■ Exercise prompt
For each line below that includes the word "IndexOptions", make a copy.

Segment Start: Study material

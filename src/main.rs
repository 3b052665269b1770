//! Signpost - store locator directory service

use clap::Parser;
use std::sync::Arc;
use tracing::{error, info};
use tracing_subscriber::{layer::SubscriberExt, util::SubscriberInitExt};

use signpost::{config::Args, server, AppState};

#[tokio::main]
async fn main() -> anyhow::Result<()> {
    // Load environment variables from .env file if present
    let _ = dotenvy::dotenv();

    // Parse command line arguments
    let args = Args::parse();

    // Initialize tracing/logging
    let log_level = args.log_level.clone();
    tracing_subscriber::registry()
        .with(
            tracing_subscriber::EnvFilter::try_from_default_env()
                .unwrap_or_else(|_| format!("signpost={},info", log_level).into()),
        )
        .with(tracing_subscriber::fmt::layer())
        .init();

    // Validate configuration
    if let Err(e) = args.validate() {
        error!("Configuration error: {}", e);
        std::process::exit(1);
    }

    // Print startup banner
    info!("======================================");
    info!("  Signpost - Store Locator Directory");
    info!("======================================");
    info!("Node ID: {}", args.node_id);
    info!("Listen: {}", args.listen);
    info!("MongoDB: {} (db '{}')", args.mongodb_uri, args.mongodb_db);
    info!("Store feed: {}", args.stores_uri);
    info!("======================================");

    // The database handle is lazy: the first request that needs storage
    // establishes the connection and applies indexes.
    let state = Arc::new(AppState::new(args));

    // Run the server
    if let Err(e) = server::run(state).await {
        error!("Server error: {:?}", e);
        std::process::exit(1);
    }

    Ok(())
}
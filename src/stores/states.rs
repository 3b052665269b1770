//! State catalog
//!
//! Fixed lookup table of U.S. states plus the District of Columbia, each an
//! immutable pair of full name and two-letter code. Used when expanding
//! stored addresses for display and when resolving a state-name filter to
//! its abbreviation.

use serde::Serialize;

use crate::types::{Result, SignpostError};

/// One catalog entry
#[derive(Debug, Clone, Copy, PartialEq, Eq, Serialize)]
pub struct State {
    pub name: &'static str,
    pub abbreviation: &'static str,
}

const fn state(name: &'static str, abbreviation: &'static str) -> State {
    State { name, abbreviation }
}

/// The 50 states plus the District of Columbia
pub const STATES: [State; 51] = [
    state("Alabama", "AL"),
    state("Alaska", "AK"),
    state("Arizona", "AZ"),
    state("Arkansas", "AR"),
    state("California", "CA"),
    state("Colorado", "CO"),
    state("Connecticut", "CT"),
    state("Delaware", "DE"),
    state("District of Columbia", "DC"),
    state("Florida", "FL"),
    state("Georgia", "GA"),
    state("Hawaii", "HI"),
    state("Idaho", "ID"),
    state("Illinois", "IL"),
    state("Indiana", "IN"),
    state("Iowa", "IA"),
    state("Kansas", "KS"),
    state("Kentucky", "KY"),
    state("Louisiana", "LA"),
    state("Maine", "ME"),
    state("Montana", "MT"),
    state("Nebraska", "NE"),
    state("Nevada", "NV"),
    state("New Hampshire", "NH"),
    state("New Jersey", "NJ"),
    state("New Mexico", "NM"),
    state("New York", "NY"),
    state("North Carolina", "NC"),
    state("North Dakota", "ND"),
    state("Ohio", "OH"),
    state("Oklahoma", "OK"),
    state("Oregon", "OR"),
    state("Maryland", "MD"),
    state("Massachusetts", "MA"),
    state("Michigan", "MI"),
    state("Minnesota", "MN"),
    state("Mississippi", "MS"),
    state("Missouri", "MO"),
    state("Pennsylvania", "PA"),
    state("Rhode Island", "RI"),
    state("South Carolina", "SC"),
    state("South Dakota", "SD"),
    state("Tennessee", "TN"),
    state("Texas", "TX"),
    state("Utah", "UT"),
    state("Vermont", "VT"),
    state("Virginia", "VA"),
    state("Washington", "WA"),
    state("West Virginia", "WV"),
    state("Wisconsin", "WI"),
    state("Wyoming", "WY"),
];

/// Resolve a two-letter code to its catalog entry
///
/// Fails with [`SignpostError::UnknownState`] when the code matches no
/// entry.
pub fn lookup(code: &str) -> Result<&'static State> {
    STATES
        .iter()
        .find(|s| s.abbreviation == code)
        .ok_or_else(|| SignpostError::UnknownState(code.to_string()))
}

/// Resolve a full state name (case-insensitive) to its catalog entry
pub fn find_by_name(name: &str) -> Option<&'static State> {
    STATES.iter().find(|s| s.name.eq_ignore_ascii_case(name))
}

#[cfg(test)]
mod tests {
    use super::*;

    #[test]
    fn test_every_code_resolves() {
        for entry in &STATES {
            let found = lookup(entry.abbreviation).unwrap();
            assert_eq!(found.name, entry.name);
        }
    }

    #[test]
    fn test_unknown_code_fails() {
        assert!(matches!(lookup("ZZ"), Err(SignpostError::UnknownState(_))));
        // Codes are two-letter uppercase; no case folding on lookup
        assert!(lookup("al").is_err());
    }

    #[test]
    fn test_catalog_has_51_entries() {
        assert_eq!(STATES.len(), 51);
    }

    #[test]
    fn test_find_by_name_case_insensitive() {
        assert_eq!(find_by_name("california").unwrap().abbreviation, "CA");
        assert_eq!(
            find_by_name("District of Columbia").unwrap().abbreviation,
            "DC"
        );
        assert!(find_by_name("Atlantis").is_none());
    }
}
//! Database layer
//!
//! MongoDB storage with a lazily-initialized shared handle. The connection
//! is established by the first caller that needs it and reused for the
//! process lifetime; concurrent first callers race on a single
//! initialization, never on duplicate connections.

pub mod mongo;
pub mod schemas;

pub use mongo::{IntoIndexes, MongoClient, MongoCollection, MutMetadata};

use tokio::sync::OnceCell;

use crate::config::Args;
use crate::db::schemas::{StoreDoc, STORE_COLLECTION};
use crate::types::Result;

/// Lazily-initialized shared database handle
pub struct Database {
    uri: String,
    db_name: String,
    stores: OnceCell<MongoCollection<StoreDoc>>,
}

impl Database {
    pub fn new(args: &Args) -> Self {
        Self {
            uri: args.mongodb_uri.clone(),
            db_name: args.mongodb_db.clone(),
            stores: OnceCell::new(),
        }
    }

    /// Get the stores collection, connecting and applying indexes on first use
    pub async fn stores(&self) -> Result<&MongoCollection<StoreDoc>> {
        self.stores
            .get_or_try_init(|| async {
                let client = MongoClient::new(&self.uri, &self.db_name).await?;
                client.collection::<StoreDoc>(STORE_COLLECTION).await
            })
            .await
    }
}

Segment End: Study material
Segment Start: Study material

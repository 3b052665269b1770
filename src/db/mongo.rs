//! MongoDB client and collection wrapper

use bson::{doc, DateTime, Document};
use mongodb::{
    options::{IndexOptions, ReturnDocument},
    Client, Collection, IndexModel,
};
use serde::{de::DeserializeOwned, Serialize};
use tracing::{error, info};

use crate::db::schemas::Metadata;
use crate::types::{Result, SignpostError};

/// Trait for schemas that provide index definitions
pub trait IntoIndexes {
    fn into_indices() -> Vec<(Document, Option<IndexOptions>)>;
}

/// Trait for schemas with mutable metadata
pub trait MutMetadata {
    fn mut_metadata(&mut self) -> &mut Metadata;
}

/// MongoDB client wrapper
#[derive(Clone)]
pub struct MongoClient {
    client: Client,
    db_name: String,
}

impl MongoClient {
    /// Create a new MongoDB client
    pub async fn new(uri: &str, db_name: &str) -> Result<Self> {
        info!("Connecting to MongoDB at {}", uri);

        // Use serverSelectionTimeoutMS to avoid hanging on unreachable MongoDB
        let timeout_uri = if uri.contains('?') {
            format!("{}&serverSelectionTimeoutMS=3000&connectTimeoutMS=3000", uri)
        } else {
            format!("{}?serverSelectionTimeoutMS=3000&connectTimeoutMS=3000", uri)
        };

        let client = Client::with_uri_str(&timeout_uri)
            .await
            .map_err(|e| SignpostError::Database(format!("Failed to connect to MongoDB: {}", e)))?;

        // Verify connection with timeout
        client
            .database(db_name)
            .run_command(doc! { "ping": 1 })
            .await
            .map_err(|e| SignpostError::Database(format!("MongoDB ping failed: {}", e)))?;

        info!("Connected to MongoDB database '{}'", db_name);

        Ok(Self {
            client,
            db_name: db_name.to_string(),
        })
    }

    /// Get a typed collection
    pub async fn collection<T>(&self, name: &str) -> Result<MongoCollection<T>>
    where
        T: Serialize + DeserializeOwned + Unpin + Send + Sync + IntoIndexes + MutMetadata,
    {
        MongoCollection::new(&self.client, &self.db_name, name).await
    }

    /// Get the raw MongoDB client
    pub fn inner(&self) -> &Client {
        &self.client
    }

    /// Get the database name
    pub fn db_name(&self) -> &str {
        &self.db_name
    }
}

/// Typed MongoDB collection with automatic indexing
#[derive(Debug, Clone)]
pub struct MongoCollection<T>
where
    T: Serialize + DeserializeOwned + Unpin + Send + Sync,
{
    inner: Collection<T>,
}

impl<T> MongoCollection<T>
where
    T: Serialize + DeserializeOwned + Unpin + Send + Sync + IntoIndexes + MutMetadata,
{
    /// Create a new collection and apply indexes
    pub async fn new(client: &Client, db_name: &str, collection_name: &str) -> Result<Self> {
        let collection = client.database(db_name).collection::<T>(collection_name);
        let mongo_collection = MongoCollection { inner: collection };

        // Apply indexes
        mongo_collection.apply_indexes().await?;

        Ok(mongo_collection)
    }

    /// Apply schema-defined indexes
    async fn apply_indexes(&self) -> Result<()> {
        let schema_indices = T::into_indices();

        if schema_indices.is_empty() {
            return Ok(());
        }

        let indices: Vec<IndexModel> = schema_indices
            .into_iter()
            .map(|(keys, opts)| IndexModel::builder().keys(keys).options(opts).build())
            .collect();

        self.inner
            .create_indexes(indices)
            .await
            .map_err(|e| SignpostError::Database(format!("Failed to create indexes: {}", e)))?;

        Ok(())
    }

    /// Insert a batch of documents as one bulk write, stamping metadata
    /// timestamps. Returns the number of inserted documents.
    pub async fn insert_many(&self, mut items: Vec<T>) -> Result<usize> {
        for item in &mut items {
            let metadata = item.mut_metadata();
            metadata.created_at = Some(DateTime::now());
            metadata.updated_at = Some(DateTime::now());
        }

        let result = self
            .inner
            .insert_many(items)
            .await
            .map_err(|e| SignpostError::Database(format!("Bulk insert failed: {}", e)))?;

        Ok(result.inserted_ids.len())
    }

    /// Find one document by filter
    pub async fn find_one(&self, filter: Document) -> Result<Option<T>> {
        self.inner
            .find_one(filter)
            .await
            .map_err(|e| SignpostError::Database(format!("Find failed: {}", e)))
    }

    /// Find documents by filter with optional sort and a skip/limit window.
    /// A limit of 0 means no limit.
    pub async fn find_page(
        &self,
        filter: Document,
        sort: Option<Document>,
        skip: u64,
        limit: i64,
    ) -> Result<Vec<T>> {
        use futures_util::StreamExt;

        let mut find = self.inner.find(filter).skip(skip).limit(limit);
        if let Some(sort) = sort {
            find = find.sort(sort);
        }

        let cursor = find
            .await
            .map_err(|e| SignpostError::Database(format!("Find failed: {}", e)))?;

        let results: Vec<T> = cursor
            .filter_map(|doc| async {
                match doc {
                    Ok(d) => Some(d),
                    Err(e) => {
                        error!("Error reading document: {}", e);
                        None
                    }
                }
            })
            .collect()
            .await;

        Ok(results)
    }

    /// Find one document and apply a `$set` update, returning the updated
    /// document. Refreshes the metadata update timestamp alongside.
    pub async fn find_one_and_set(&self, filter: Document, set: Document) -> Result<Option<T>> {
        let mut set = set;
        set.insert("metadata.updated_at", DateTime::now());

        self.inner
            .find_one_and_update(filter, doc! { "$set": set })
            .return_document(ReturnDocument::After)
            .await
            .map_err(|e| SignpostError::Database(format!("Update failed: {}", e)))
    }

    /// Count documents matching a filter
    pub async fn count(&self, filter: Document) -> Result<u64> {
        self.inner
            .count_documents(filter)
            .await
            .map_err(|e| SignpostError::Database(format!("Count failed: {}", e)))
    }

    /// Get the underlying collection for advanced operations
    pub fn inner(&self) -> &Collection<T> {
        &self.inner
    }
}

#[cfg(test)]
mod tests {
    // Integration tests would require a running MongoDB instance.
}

Segment End: Study material

■ Exercise output
    options::{IndexOptions, ReturnDocument},
    fn into_indices() -> Vec<(Document, Option<IndexOptions>)>;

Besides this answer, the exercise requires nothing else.